§ Action item
Retype every entry below without any change.

§ Supplied data
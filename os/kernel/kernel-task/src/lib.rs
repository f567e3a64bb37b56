//! # Timer-Driven Context Switch
//!
//! The mechanism that swaps tasks on every timer tick. The naked interrupt
//! stub pushes a [`TrapFrame`] and calls into the kernel, which forwards to
//! [`handle_timer_tick`]:
//!
//! ```text
//!  Interrupted ─► Captured ─► Scheduled ─► Restored / no-op ─► EOI ─► iretq
//!                  (frame +     (policy)    (frame overwrite,
//!                   CR3 saved)               CR3 if changed)
//! ```
//!
//! Policy lives behind the [`Scheduler`] trait. [`RoundRobin`] is the
//! scheduler the kernel ships with. The CPU side effects (CR3 and the
//! interrupt controller's end-of-interrupt) sit behind [`PageTableBase`] and
//! [`EndOfInterrupt`] so the handler runs unchanged against fakes in tests.

#![cfg_attr(not(test), no_std)]

mod context;
pub mod round_robin;
mod switch;
mod trap_frame;

pub use crate::context::{TaskContext, TaskId};
pub use crate::round_robin::{MAX_TASKS, RoundRobin, SchedulerError, Task, TaskState};
pub use crate::switch::{
    EndOfInterrupt, PageTableBase, Scheduler, SwitchOutcome, handle_timer_tick,
};
pub use crate::trap_frame::{RFLAGS_IF, RFLAGS_RESERVED, TrapFrame};
pub use kernel_registers::cr3::Cr3;
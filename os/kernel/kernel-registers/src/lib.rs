//! # Typed `x86_64` Registers
//!
//! Bitfield models of the control registers and MSRs the memory core touches,
//! with privileged load/store behind the [`LoadRegisterUnsafe`] and
//! [`StoreRegisterUnsafe`] traits. The bit layouts are usable on the host;
//! the `asm` feature adds the actual instructions.

#![cfg_attr(not(any(test, doctest)), no_std)]
#![allow(unsafe_code)]

#[cfg(feature = "cr3")]
pub mod cr3;

#[cfg(feature = "efer")]
pub mod efer;

#[cfg(feature = "idtr")]
pub mod idtr;

#[cfg(feature = "msr")]
pub mod msr;

pub trait LoadRegisterUnsafe {
    /// # Safety
    /// The caller must uphold the implementation-specific safety requirements.
    /// For example, the register access might be privileged and require kernel mode (Ring 0).
    unsafe fn load_unsafe() -> Self;
}

pub trait StoreRegisterUnsafe {
    /// # Safety
    /// The caller must uphold the implementation-specific safety requirements.
    /// For example, the register access might be privileged and require kernel mode (Ring 0).
    unsafe fn store_unsafe(self);
}
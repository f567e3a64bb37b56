//! # Virtual and Physical Memory Address Types
//!
//! Strongly typed wrappers for raw memory addresses and page bases used by the
//! frame allocator and the page-table code.
//!
//! | Type | Meaning |
//! |------|---------|
//! | [`PhysicalAddress`] | A physical (RAM or MMIO) byte address. |
//! | [`VirtualAddress`] | A page-table translated byte address. |
//! | [`PhysicalPage<S>`] | The aligned base of a physical page of size `S`; a *frame* for [`Size4K`]. |
//!
//! The page size is carried at the type level by the [`PageSize`] markers
//! [`Size4K`], [`Size2M`] and [`Size1G`].
//!
//! ```rust
//! # use kernel_memory_addresses::*;
//! let va = VirtualAddress::new(0xFFFF_FFFF_8000_1234);
//! assert_eq!(va.align_down::<Size4K>().as_u64(), 0xFFFF_FFFF_8000_1000);
//! assert_eq!(va.offset::<Size4K>(), 0x234);
//!
//! let pa = PhysicalAddress::new(0x0000_0010_2000_0042);
//! let frame = pa.page::<Size4K>();
//! assert_eq!(frame.join(pa.offset::<Size4K>()), pa);
//! ```

#![cfg_attr(not(any(test, doctest)), no_std)]

mod page_size;
mod physical_address;
mod physical_page;
mod virtual_address;

pub use page_size::{PageSize, Size1G, Size2M, Size4K};
pub use physical_address::PhysicalAddress;
pub use physical_page::PhysicalPage;
pub use virtual_address::VirtualAddress;

#[cfg(test)]
mod tests {
    use super::*;

    #[test]
    fn alignment_helpers() {
        let a = PhysicalAddress::new(0x12345);
        assert_eq!(a.align_down::<Size4K>().as_u64(), 0x12000);
        assert_eq!(a.page::<Size4K>().base().as_u64(), 0x12000);
        assert_eq!(a.offset::<Size4K>(), 0x345);
        assert!(!a.is_aligned::<Size4K>());
        assert!(PhysicalAddress::new(0x20_0000).is_aligned::<Size2M>());
    }

    #[test]
    fn virtual_align_up_saturates() {
        let va = VirtualAddress::new(0x1001);
        assert_eq!(va.align_up::<Size4K>().as_u64(), 0x2000);
        let top = VirtualAddress::new(u64::MAX);
        assert_eq!(top.align_up::<Size4K>().as_u64(), 0xFFFF_FFFF_FFFF_F000);
    }

    #[test]
    fn frame_from_aligned() {
        assert!(PhysicalPage::<Size4K>::from_aligned(PhysicalAddress::new(0x1000)).is_some());
        assert!(PhysicalPage::<Size4K>::from_aligned(PhysicalAddress::new(0x1800)).is_none());
        assert!(PhysicalPage::<Size1G>::from_aligned(PhysicalAddress::new(0x20_0000)).is_none());
    }

    #[test]
    fn virtual_difference() {
        let a = VirtualAddress::new(0xFFFF_FFFF_8010_0000);
        let b = VirtualAddress::new(0xFFFF_FFFF_8000_0000);
        assert_eq!(a - b, 0x10_0000);
    }
}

§ Response
filename os/kernel/kernel-task/src/lib.rs
repository f567e3a64bb37b56
//! # Timer-Driven Context Switch
//!
//! The mechanism that swaps tasks on every timer tick. The naked interrupt
//! stub pushes a [`TrapFrame`] and calls into the kernel, which forwards to
//! [`handle_timer_tick`]:
//!
//! ```text
//!  Interrupted ─► Captured ─► Scheduled ─► Restored / no-op ─► EOI ─► iretq
//!                  (frame +     (policy)    (frame overwrite,
//!                   CR3 saved)               CR3 if changed)
//! ```
//!
//! Policy lives behind the [`Scheduler`] trait. [`RoundRobin`] is the
//! scheduler the kernel ships with. The CPU side effects (CR3 and the
//! interrupt controller's end-of-interrupt) sit behind [`PageTableBase`] and
//! [`EndOfInterrupt`] so the handler runs unchanged against fakes in tests.

#![cfg_attr(not(test), no_std)]

mod context;
pub mod round_robin;
mod switch;
mod trap_frame;

pub use crate::context::{TaskContext, TaskId};
pub use crate::round_robin::{MAX_TASKS, RoundRobin, SchedulerError, Task, TaskState};
pub use crate::switch::{
    EndOfInterrupt, PageTableBase, Scheduler, SwitchOutcome, handle_timer_tick,
};
pub use crate::trap_frame::{RFLAGS_IF, RFLAGS_RESERVED, TrapFrame};
pub use kernel_registers::cr3::Cr3;
filename os/kernel/kernel-registers/src/lib.rs
//! # Typed `x86_64` Registers
//!
//! Bitfield models of the control registers and MSRs the memory core touches,
//! with privileged load/store behind the [`LoadRegisterUnsafe`] and
//! [`StoreRegisterUnsafe`] traits. The bit layouts are usable on the host;
//! the `asm` feature adds the actual instructions.

#![cfg_attr(not(any(test, doctest)), no_std)]
#![allow(unsafe_code)]

#[cfg(feature = "cr3")]
pub mod cr3;

#[cfg(feature = "efer")]
pub mod efer;

#[cfg(feature = "idtr")]
pub mod idtr;

#[cfg(feature = "msr")]
pub mod msr;

pub trait LoadRegisterUnsafe {
    /// # Safety
    /// The caller must uphold the implementation-specific safety requirements.
    /// For example, the register access might be privileged and require kernel mode (Ring 0).
    unsafe fn load_unsafe() -> Self;
}

pub trait StoreRegisterUnsafe {
    /// # Safety
    /// The caller must uphold the implementation-specific safety requirements.
    /// For example, the register access might be privileged and require kernel mode (Ring 0).
    unsafe fn store_unsafe(self);
}
repository f567e3a64bb37b56
//! # Virtual and Physical Memory Address Types
//!
//! Strongly typed wrappers for raw memory addresses and page bases used by the
//! frame allocator and the page-table code.
//!
//! | Type | Meaning |
//! |------|---------|
//! | [`PhysicalAddress`] | A physical (RAM or MMIO) byte address. |
//! | [`VirtualAddress`] | A page-table translated byte address. |
//! | [`PhysicalPage<S>`] | The aligned base of a physical page of size `S`; a *frame* for [`Size4K`]. |
//!
//! The page size is carried at the type level by the [`PageSize`] markers
//! [`Size4K`], [`Size2M`] and [`Size1G`].
//!
//! ```rust
//! # use kernel_memory_addresses::*;
//! let va = VirtualAddress::new(0xFFFF_FFFF_8000_1234);
//! assert_eq!(va.align_down::<Size4K>().as_u64(), 0xFFFF_FFFF_8000_1000);
//! assert_eq!(va.offset::<Size4K>(), 0x234);
//!
//! let pa = PhysicalAddress::new(0x0000_0010_2000_0042);
//! let frame = pa.page::<Size4K>();
//! assert_eq!(frame.join(pa.offset::<Size4K>()), pa);
//! ```

#![cfg_attr(not(any(test, doctest)), no_std)]

mod page_size;
mod physical_address;
mod physical_page;
mod virtual_address;

pub use page_size::{PageSize, Size1G, Size2M, Size4K};
pub use physical_address::PhysicalAddress;
pub use physical_page::PhysicalPage;
pub use virtual_address::VirtualAddress;

#[cfg(test)]
mod tests {
    use super::*;

    #[test]
    fn alignment_helpers() {
        let a = PhysicalAddress::new(0x12345);
        assert_eq!(a.align_down::<Size4K>().as_u64(), 0x12000);
        assert_eq!(a.page::<Size4K>().base().as_u64(), 0x12000);
        assert_eq!(a.offset::<Size4K>(), 0x345);
        assert!(!a.is_aligned::<Size4K>());
        assert!(PhysicalAddress::new(0x20_0000).is_aligned::<Size2M>());
    }

    #[test]
    fn virtual_align_up_saturates() {
        let va = VirtualAddress::new(0x1001);
        assert_eq!(va.align_up::<Size4K>().as_u64(), 0x2000);
        let top = VirtualAddress::new(u64::MAX);
        assert_eq!(top.align_up::<Size4K>().as_u64(), 0xFFFF_FFFF_FFFF_F000);
    }

    #[test]
    fn frame_from_aligned() {
        assert!(PhysicalPage::<Size4K>::from_aligned(PhysicalAddress::new(0x1000)).is_some());
        assert!(PhysicalPage::<Size4K>::from_aligned(PhysicalAddress::new(0x1800)).is_none());
        assert!(PhysicalPage::<Size1G>::from_aligned(PhysicalAddress::new(0x20_0000)).is_none());
    }

    #[test]
    fn virtual_difference() {
        let a = VirtualAddress::new(0xFFFF_FFFF_8010_0000);
        let b = VirtualAddress::new(0xFFFF_FFFF_8000_0000);
        assert_eq!(a - b, 0x10_0000);
    }
}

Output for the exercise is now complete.